My Search for a Self-Hosted Git Server
Looking back, I never set out to become someone who has opinions about self-hosted Git servers. It started the way most homelab rabbit holes do — I just wanted a private place to push code that wasn’t GitHub, something I fully owned.
Starting with Gogs
Gogs was the first one I tried, mostly because everyone describes it as lightweight — single binary, barely any footprint, up in minutes. And it is exactly that. Setup was painless on both Windows Server and later on an Ubuntu VM I spun up. No complaints there.
But it started feeling stale pretty fast. Releases are slow, the community’s quiet, and I kept bumping into stuff that just… isn’t there. It works fine as a bare-minimum git host, but I wasn’t looking for bare minimum, I was looking for something I could actually build a workflow around.
Going big with GitLab
If Gogs was minimal, GitLab was the opposite extreme — CI/CD pipelines, container registry, issue boards, merge request workflows, the whole DevOps platform in a box. But running it at home made the tradeoff obvious fast. GitLab wants resources — real memory, real CPU, a database and a handful of background services all working in concert — and on a homelab built around Lenovo ThinkCentre M710q Tiny units, that’s a lot to ask for a system whose only job, most days, was hosting a handful of personal repos. It felt like bringing a production platform to do a hobby’s job.
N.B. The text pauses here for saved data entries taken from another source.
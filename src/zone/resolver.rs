use super::model::Zone;
use super::registry::ZoneSnapshot;
use crate::geometry::{self, Coordinate};
use std::sync::Arc;
use strum::Display;
use tracing::debug;

#[derive(Debug, Clone, Copy, PartialEq, Eq, Display)]
#[strum(serialize_all = "snake_case")]
pub enum MatchKind {
    Hint,
    Polygon,
    Radius,
}

#[derive(Debug, Clone)]
pub struct ZoneMatch {
    pub zone: Arc<Zone>,
    pub kind: MatchKind,
}

impl ZoneMatch {
    pub fn covered_by_polygon(&self) -> bool {
        self.kind != MatchKind::Radius
    }
}

/// Polygon match first (hinted zone, then ascending id), then the closest
/// centroid within its coverage radius. `None` means the coordinate is uncovered.
pub fn resolve(
    snapshot: &ZoneSnapshot,
    coordinate: &Coordinate,
    zone_hint: Option<i64>,
) -> Option<ZoneMatch> {
    if let Some(hint) = zone_hint {
        match snapshot.get(hint) {
            Some(zone) if zone.active && geometry::contains(&zone.polygon, coordinate) => {
                return Some(ZoneMatch {
                    zone: zone.clone(),
                    kind: MatchKind::Hint,
                });
            }
            _ => debug!(zone_hint = hint, "Zone hint didn't match, scanning all zones"),
        }
    }

    if let Some(zone) = snapshot
        .active_zones()
        .find(|it| geometry::contains(&it.polygon, coordinate))
    {
        return Some(ZoneMatch {
            zone: zone.clone(),
            kind: MatchKind::Polygon,
        });
    }

    let mut closest: Option<(f64, &Arc<Zone>)> = None;
    for zone in snapshot.active_zones() {
        let distance = geometry::distance_km(coordinate, &zone.centroid);
        if distance > zone.coverage_radius_km {
            continue;
        }
        // strict comparison keeps the lowest id on ties
        if closest.map_or(true, |(best, _)| distance < best) {
            closest = Some((distance, zone));
        }
    }
    closest.map(|(_, zone)| ZoneMatch {
        zone: zone.clone(),
        kind: MatchKind::Radius,
    })
}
Gitea, and this is where I stayed
Gitea sat right in the middle, and that’s exactly where I needed something to be. It’s actually forked from Gogs, so the lightweight feel is still there, but it didn’t stagnate — regular releases, actions/CI support, package registry, active community, and a UI that feels finished instead of half-abandoned. I tried it on Windows Server first, then again on an Ubuntu VM, and both installs were quick enough that I basically forgot I was “testing” something and just started using it for real repos.
It was the balance. Light enough to run comfortably on modest hardware, capable enough that I’m not missing anything GitLab offered for my use case, and maintained actively enough that I trust it as a long-term home for my repos rather than a placeholder. It’s now my main self-hosted Git server, and every project I care about keeping outside of GitHub lives there.
What’s next: Forgejo, and taking it into Kubernetes
Haven’t tried Forgejo yet, but it’s next on the list. It’s the community fork of Gitea that split off to run its own governance, and from what I’ve read the config and feel are close enough to Gitea that switching shouldn’t be painful. Low risk to test.
The bigger thing I actually want to do is get git hosting off a VM and into my bare-metal Kubernetes homelab cluster — same cluster I’ve been wrestling with on the Cilium/kube-vip/kubeadm side, fighting DaemonSet crashes and CIDR overlaps. Both Gitea and Forgejo have Helm charts with statefulset persistence and external Postgres support, so once the cluster itself stops being on fire, moving git hosting in should mostly be a matter of doing it properly — PVCs instead of a VM disk, actual resource limits, ingress instead of “just hit the IP.”
We’ll see how Forgejo goes. Might replace Gitea entirely, might not. Either way it’s one more thing running on infra I built myself instead of a VM I forgot to snapshot.